§ **ACTIVITY**:
Using the listing below, return every line that includes "process".

§ **MATERIAL FOR THIS TASK**:
»»

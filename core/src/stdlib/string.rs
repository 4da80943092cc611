//! String methods.
//!
//! Positions and lengths count Unicode scalar values, not bytes.

use std::rc::Rc;

use crate::{
    evaluator::{Interpreter, RuntimeError},
    stdlib::{arg, integer_arg, relative_index, to_integer},
    values::{MAX_STRING_LENGTH, StringBuilder, Value},
};

/// Dispatch a string method. Returns `None` if `name` is not one.
pub fn call_method(
    interp: &mut Interpreter,
    s: &Rc<str>,
    name: &str,
    args: &[Value],
) -> Option<Result<Value, RuntimeError>> {
    let s: &str = s;
    Some(match name {
        "toUpperCase" => Ok(Value::from(s.to_uppercase())),
        "toLowerCase" => Ok(Value::from(s.to_lowercase())),
        "trim" => Ok(Value::str(s.trim())),
        "trimStart" => Ok(Value::str(s.trim_start())),
        "trimEnd" => Ok(Value::str(s.trim_end())),
        "split" => Ok(split(s, args)),
        "substring" => Ok(substring(s, args)),
        "substr" => Ok(substr(s, args)),
        "slice" => Ok(slice(s, args)),
        "indexOf" => Ok(index_of(s, args)),
        "lastIndexOf" => Ok(last_index_of(s, args)),
        "includes" => {
            let search = arg(args, 0).to_string();
            let from = byte_offset(s, char_position(args, 1, s));
            Ok(Value::Bool(s[from..].contains(search.as_str())))
        }
        "startsWith" => {
            let search = arg(args, 0).to_string();
            let from = byte_offset(s, char_position(args, 1, s));
            Ok(Value::Bool(s[from..].starts_with(search.as_str())))
        }
        "endsWith" => {
            let search = arg(args, 0).to_string();
            let len = char_len(s);
            let end = match args.get(1) {
                None | Some(Value::Undefined) => len,
                Some(v) => to_integer(v).clamp(0.0, len as f64) as usize,
            };
            Ok(Value::Bool(s[..byte_offset(s, end)].ends_with(search.as_str())))
        }
        "replace" => replace(interp, s, args, false),
        "replaceAll" => replace(interp, s, args, true),
        "repeat" => repeat(s, args),
        "padStart" => pad(s, args, true),
        "padEnd" => pad(s, args, false),
        "charAt" => {
            let i = integer_arg(args, 0, 0.0);
            Ok(char_at(s, i).map_or_else(|| Value::str(""), |c| Value::from(c.to_string())))
        }
        "charCodeAt" => {
            let i = integer_arg(args, 0, 0.0);
            Ok(Value::Number(char_at(s, i).map_or(f64::NAN, |c| {
                let mut units = [0u16; 2];
                c.encode_utf16(&mut units)[0] as f64
            })))
        }
        "at" => {
            let len = char_len(s) as f64;
            let i = integer_arg(args, 0, 0.0);
            let i = if i < 0.0 { len + i } else { i };
            Ok(char_at(s, i).map_or(Value::Undefined, |c| Value::from(c.to_string())))
        }
        "concat" => concat(s, args),
        _ => return None,
    })
}

fn char_len(s: &str) -> usize {
    s.chars().count()
}

/// Byte offset of the `index`-th character, or `s.len()` past the end.
fn byte_offset(s: &str, index: usize) -> usize {
    s.char_indices().nth(index).map_or(s.len(), |(b, _)| b)
}

/// Character index of a byte offset.
fn char_index(s: &str, byte: usize) -> usize {
    s[..byte].chars().count()
}

fn char_at(s: &str, index: f64) -> Option<char> {
    if index < 0.0 {
        return None;
    }
    s.chars().nth(index as usize)
}

/// Optional position argument clamped to `0..=len`.
fn char_position(args: &[Value], i: usize, s: &str) -> usize {
    integer_arg(args, i, 0.0).clamp(0.0, char_len(s) as f64) as usize
}

fn substring_chars(s: &str, start: usize, end: usize) -> Value {
    if start >= end {
        return Value::str("");
    }
    Value::str(&s[byte_offset(s, start)..byte_offset(s, end)])
}

fn split(s: &str, args: &[Value]) -> Value {
    let limit = match args.get(1) {
        None | Some(Value::Undefined) => usize::MAX,
        Some(v) => to_integer(v).max(0.0) as usize,
    };
    let parts: Vec<Value> = match args.first() {
        None | Some(Value::Undefined) => vec![Value::str(s)],
        Some(sep) => {
            let sep = sep.to_string();
            if sep.is_empty() {
                s.chars()
                    .take(limit)
                    .map(|c| Value::from(c.to_string()))
                    .collect()
            } else {
                s.split(sep.as_str()).take(limit).map(Value::str).collect()
            }
        }
    };
    Value::array(parts.into_iter().take(limit).collect())
}

fn substring(s: &str, args: &[Value]) -> Value {
    let len = char_len(s) as f64;
    let a = integer_arg(args, 0, 0.0).clamp(0.0, len) as usize;
    let b = integer_arg(args, 1, len).clamp(0.0, len) as usize;
    substring_chars(s, a.min(b), a.max(b))
}

fn substr(s: &str, args: &[Value]) -> Value {
    let len = char_len(s);
    let start = relative_index(integer_arg(args, 0, 0.0), len);
    let count = integer_arg(args, 1, len as f64).clamp(0.0, (len - start) as f64) as usize;
    substring_chars(s, start, start + count)
}

fn slice(s: &str, args: &[Value]) -> Value {
    let len = char_len(s);
    let start = relative_index(integer_arg(args, 0, 0.0), len);
    let end = relative_index(integer_arg(args, 1, len as f64), len);
    substring_chars(s, start, end)
}

fn index_of(s: &str, args: &[Value]) -> Value {
    let search = arg(args, 0).to_string();
    let from = byte_offset(s, char_position(args, 1, s));
    Value::Number(
        s[from..]
            .find(search.as_str())
            .map_or(-1.0, |pos| char_index(s, from + pos) as f64),
    )
}

fn last_index_of(s: &str, args: &[Value]) -> Value {
    let search = arg(args, 0).to_string();
    Value::Number(
        s.rfind(search.as_str())
            .map_or(-1.0, |pos| char_index(s, pos) as f64),
    )
}

/// Byte offsets where `pattern` matches. An empty pattern matches at every
/// character boundary.
fn match_offsets(s: &str, pattern: &str, all: bool) -> Vec<usize> {
    let offsets: Vec<usize> = if pattern.is_empty() {
        s.char_indices()
            .map(|(b, _)| b)
            .chain(std::iter::once(s.len()))
            .collect()
    } else {
        s.match_indices(pattern).map(|(b, _)| b).collect()
    };
    if all {
        offsets
    } else {
        offsets.into_iter().take(1).collect()
    }
}

fn replace(
    interp: &mut Interpreter,
    s: &str,
    args: &[Value],
    all: bool,
) -> Result<Value, RuntimeError> {
    let pattern = arg(args, 0).to_string();
    let replacement = arg(args, 1);
    let mut out = String::with_capacity(s.len());
    let mut last = 0;
    for offset in match_offsets(s, &pattern, all) {
        out.push_str(&s[last..offset]);
        let text = match &replacement {
            Value::Function(_) => {
                let position = Value::Number(char_index(s, offset) as f64);
                interp
                    .call(&replacement, &[Value::str(&pattern), position, Value::str(s)])?
                    .to_string()
            }
            other => other.to_string(),
        };
        out.push_str(&text);
        last = offset + pattern.len();
    }
    out.push_str(&s[last..]);
    Ok(Value::from(out))
}

fn concat(s: &str, args: &[Value]) -> Result<Value, RuntimeError> {
    let mut out = StringBuilder::new();
    out.push_str(s)?;
    for value in args {
        out.push_value(value)?;
    }
    Ok(Value::from(out.finish()))
}

fn repeat(s: &str, args: &[Value]) -> Result<Value, RuntimeError> {
    let count = to_integer(&arg(args, 0));
    if count < 0.0 || count.is_infinite() {
        return Err(RuntimeError::range_error(format!(
            "Invalid count value: {}",
            arg(args, 0)
        )));
    }
    let count = count as usize;
    if char_len(s).saturating_mul(count) > MAX_STRING_LENGTH {
        return Err(RuntimeError::range_error("Invalid string length"));
    }
    Ok(Value::from(s.repeat(count)))
}

fn pad(s: &str, args: &[Value], at_start: bool) -> Result<Value, RuntimeError> {
    let target = integer_arg(args, 0, 0.0);
    let filler = match args.get(1) {
        None | Some(Value::Undefined) => " ".to_string(),
        Some(v) => v.to_string(),
    };
    let len = char_len(s);
    if target <= len as f64 || filler.is_empty() {
        return Ok(Value::str(s));
    }
    if target > MAX_STRING_LENGTH as f64 {
        return Err(RuntimeError::range_error("Invalid string length"));
    }
    let padding: String = filler.chars().cycle().take(target as usize - len).collect();
    Ok(Value::from(if at_start {
        padding + s
    } else {
        format!("{}{}", s, padding)
    }))
}
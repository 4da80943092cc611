use std::sync::Arc;

use crate::parser::{AssignOp, BinaryOp, ComparisonOp, DeclKind, LogicalOp, UnaryOp, UpdateOp};

#[derive(Debug, Clone, PartialEq)]
pub enum Expr {
    Binary {
        op: BinaryOp,
        left: Box<Expr>,
        right: Box<Expr>,
    },
    Logical {
        op: LogicalOp,
        left: Box<Expr>,
        right: Box<Expr>,
    },
    Comparison {
        op: ComparisonOp,
        left: Box<Expr>,
        right: Box<Expr>,
    },
    Unary {
        op: UnaryOp,
        expr: Box<Expr>,
    },
    Conditional {
        cond: Box<Expr>,
        then_branch: Box<Expr>,
        else_branch: Box<Expr>,
    },
    Assign {
        op: AssignOp,
        target: Box<Expr>,
        value: Box<Expr>,
    },
    Update {
        op: UpdateOp,
        prefix: bool,
        target: Box<Expr>,
    },
    Call {
        callable: Box<Expr>,
        args: Vec<Expr>,
    },
    Index {
        value: Box<Expr>,
        index: Box<Expr>,
    },
    Field {
        value: Box<Expr>,
        field: String,
        optional: bool,
    },
    Arrow {
        params: Vec<String>,
        body: Arc<FunctionBody>,
    },
    Object(Vec<(String, Expr)>),
    Array(Vec<Expr>),
    Template {
        // REQUIRES: strs.len() == exprs.len() + 1
        strs: Vec<String>,
        exprs: Vec<Expr>,
    },
    Literal(Literal),
    Ident(String),
}

impl Expr {
    /// Whether this expression can appear on the left of `=`, `++` or `--`.
    pub fn is_assignable(&self) -> bool {
        matches!(
            self,
            Expr::Ident(_) | Expr::Index { .. } | Expr::Field { optional: false, .. }
        )
    }
}

#[derive(Debug, Clone, PartialEq)]
pub enum Literal {
    Number(f64),
    Str(String),
    Bool(bool),
    Null,
    Undefined,
}

#[derive(Debug, Clone, PartialEq)]
pub enum Stmt {
    Declare {
        kind: DeclKind,
        bindings: Vec<(String, Option<Expr>)>,
    },
    Expr(Expr),
    Block(Vec<Stmt>),
    If {
        cond: Expr,
        then_branch: Box<Stmt>,
        else_branch: Option<Box<Stmt>>,
    },
    ForOf {
        kind: Option<DeclKind>,
        name: String,
        iterable: Expr,
        body: Box<Stmt>,
    },
    For {
        init: Option<Box<Stmt>>,
        test: Option<Expr>,
        update: Option<Expr>,
        body: Box<Stmt>,
    },
    While {
        cond: Expr,
        body: Box<Stmt>,
    },
    Return(Option<Expr>),
    Throw(Expr),
    Break,
    Continue,
    Empty,
}

/// The body of an arrow function or of a user-defined function.
#[derive(Debug, Clone, PartialEq)]
pub enum FunctionBody {
    /// `(x) => x * 2`
    Expr(Expr),
    /// `(x) => { return x * 2; }` and user function bodies.
    Block(Vec<Stmt>),
}
pub mod config;
pub mod http;
pub mod limits;
pub mod model;
pub mod observability;
pub mod schedule;
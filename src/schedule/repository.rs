use async_trait::async_trait;

use crate::model::*;

use super::ScheduleError;

/// Storage seam for classes.
///
/// Implementations must make `add` check-and-append atomic: no other `add`
/// may interleave between the conflict scan and the insertion.
#[async_trait]
pub trait ClassRepository: Send + Sync {
    /// True if any stored class conflicts with `[start, end]`.
    async fn exists(&self, start: Day, end: Day) -> bool;

    /// Store `class` unless it conflicts with a stored one.
    async fn add(&self, class: Class) -> Result<Class, ScheduleError>;
}

/// Storage seam for bookings.
///
/// `add` stores unconditionally; callers are responsible for checking
/// `exists_class_on_date` first.
#[async_trait]
pub trait BookingRepository: Send + Sync {
    /// True if some stored class's inclusive range contains `date`.
    async fn exists_class_on_date(&self, date: Day) -> bool;

    async fn add(&self, booking: Booking) -> Result<Booking, ScheduleError>;
}
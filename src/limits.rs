/// Longest accepted class or booking name, in bytes.
pub const MAX_NAME_LEN: usize = 256;

/// Default cap on stored classes per process.
pub const MAX_CLASSES: usize = 10_000;

/// Default cap on stored bookings per process.
pub const MAX_BOOKINGS: usize = 1_000_000;

/// Largest request body the HTTP layer will buffer.
pub const MAX_BODY_BYTES: usize = 64 * 1024;
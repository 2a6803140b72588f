use crate::model::Day;

/// True if `point` lies inside `[start, end]`, both boundaries included.
pub fn point_in_range(point: Day, start: Day, end: Day) -> bool {
    point == start || point == end || (point > start && point < end)
}

/// True if two class ranges may not coexist.
///
/// Open overlap (`a_start < b_end && a_end > b_start`) is a conflict, and so is
/// any range sharing a start with a start or an end with an end, even when the
/// ranges would otherwise only touch.
pub fn ranges_conflict(a_start: Day, a_end: Day, b_start: Day, b_end: Day) -> bool {
    (a_start < b_end && a_end > b_start) || a_start == b_start || a_end == b_end
}
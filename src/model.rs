use chrono::{Datelike, NaiveDate};
use serde::{Deserialize, Deserializer, Serialize};

/// Calendar date, the only time type. Classes and bookings have day resolution.
pub type Day = NaiveDate;

/// A scheduled class occupying the inclusive date range `[start, end]`.
#[derive(Debug, Clone, PartialEq, Eq, Serialize, Deserialize)]
pub struct Class {
    #[serde(rename = "class_name")]
    pub name: String,
    #[serde(rename = "start_date")]
    pub start: Day,
    #[serde(rename = "end_date")]
    pub end: Day,
    pub capacity: u32,
}

impl Class {
    pub fn new(name: impl Into<String>, start: Day, end: Day, capacity: u32) -> Self {
        Self {
            name: name.into(),
            start,
            end,
            capacity,
        }
    }
}

/// A booking for a single day. Admissible only inside some class's range.
#[derive(Debug, Clone, PartialEq, Eq, Serialize, Deserialize)]
pub struct Booking {
    pub name: String,
    pub date: Day,
}

impl Booking {
    pub fn new(name: impl Into<String>, date: Day) -> Self {
        Self {
            name: name.into(),
            date,
        }
    }
}

// ── Forms (decoded, not yet validated) ───────────────────────────

/// Caller-supplied class shape. Every field may be missing.
#[derive(Debug, Clone, Default, PartialEq, Eq, Deserialize)]
#[serde(default)]
pub struct ClassForm {
    #[serde(deserialize_with = "null_as_default")]
    pub class_name: String,
    #[serde(deserialize_with = "wire_date::deserialize")]
    pub start_date: Option<Day>,
    #[serde(deserialize_with = "wire_date::deserialize")]
    pub end_date: Option<Day>,
    #[serde(deserialize_with = "null_as_default")]
    pub capacity: i32,
}

/// Caller-supplied booking shape. Every field may be missing.
#[derive(Debug, Clone, Default, PartialEq, Eq, Deserialize)]
#[serde(default)]
pub struct BookingForm {
    #[serde(deserialize_with = "null_as_default")]
    pub name: String,
    #[serde(deserialize_with = "wire_date::deserialize")]
    pub date: Option<Day>,
}

/// The zero day, 0001-01-01. A form date equal to it counts as missing.
pub fn zero_day() -> Day {
    NaiveDate::MIN.with_year(1).unwrap_or(NaiveDate::MIN)
}

pub fn is_zero_day(day: Day) -> bool {
    day == zero_day()
}

/// Explicit `null` leaves the field at its empty value.
fn null_as_default<'de, D, T>(deserializer: D) -> Result<T, D::Error>
where
    D: Deserializer<'de>,
    T: Deserialize<'de> + Default,
{
    Option::<T>::deserialize(deserializer).map(Option::unwrap_or_default)
}

/// Dates arrive either as `YYYY-MM-DD` or as a full RFC 3339 timestamp.
/// A timestamp keeps the calendar date of its own offset.
pub mod wire_date {
    use chrono::{DateTime, NaiveDate};
    use serde::{Deserialize, Deserializer};

    pub fn parse(raw: &str) -> Option<NaiveDate> {
        if let Ok(day) = NaiveDate::parse_from_str(raw, "%Y-%m-%d") {
            return Some(day);
        }
        DateTime::parse_from_rfc3339(raw).ok().map(|ts| ts.date_naive())
    }

    pub fn deserialize<'de, D>(deserializer: D) -> Result<Option<NaiveDate>, D::Error>
    where
        D: Deserializer<'de>,
    {
        let raw = Option::<String>::deserialize(deserializer)?;
        match raw {
            None => Ok(None),
            Some(s) => parse(&s).map(Some).ok_or_else(|| {
                serde::de::Error::custom(format!("invalid date: {s:?}"))
            }),
        }
    }
}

««

§ **RESPONSE TO THE TASK**:
/// Default cap on stored classes per process.
/// Default cap on stored bookings per process.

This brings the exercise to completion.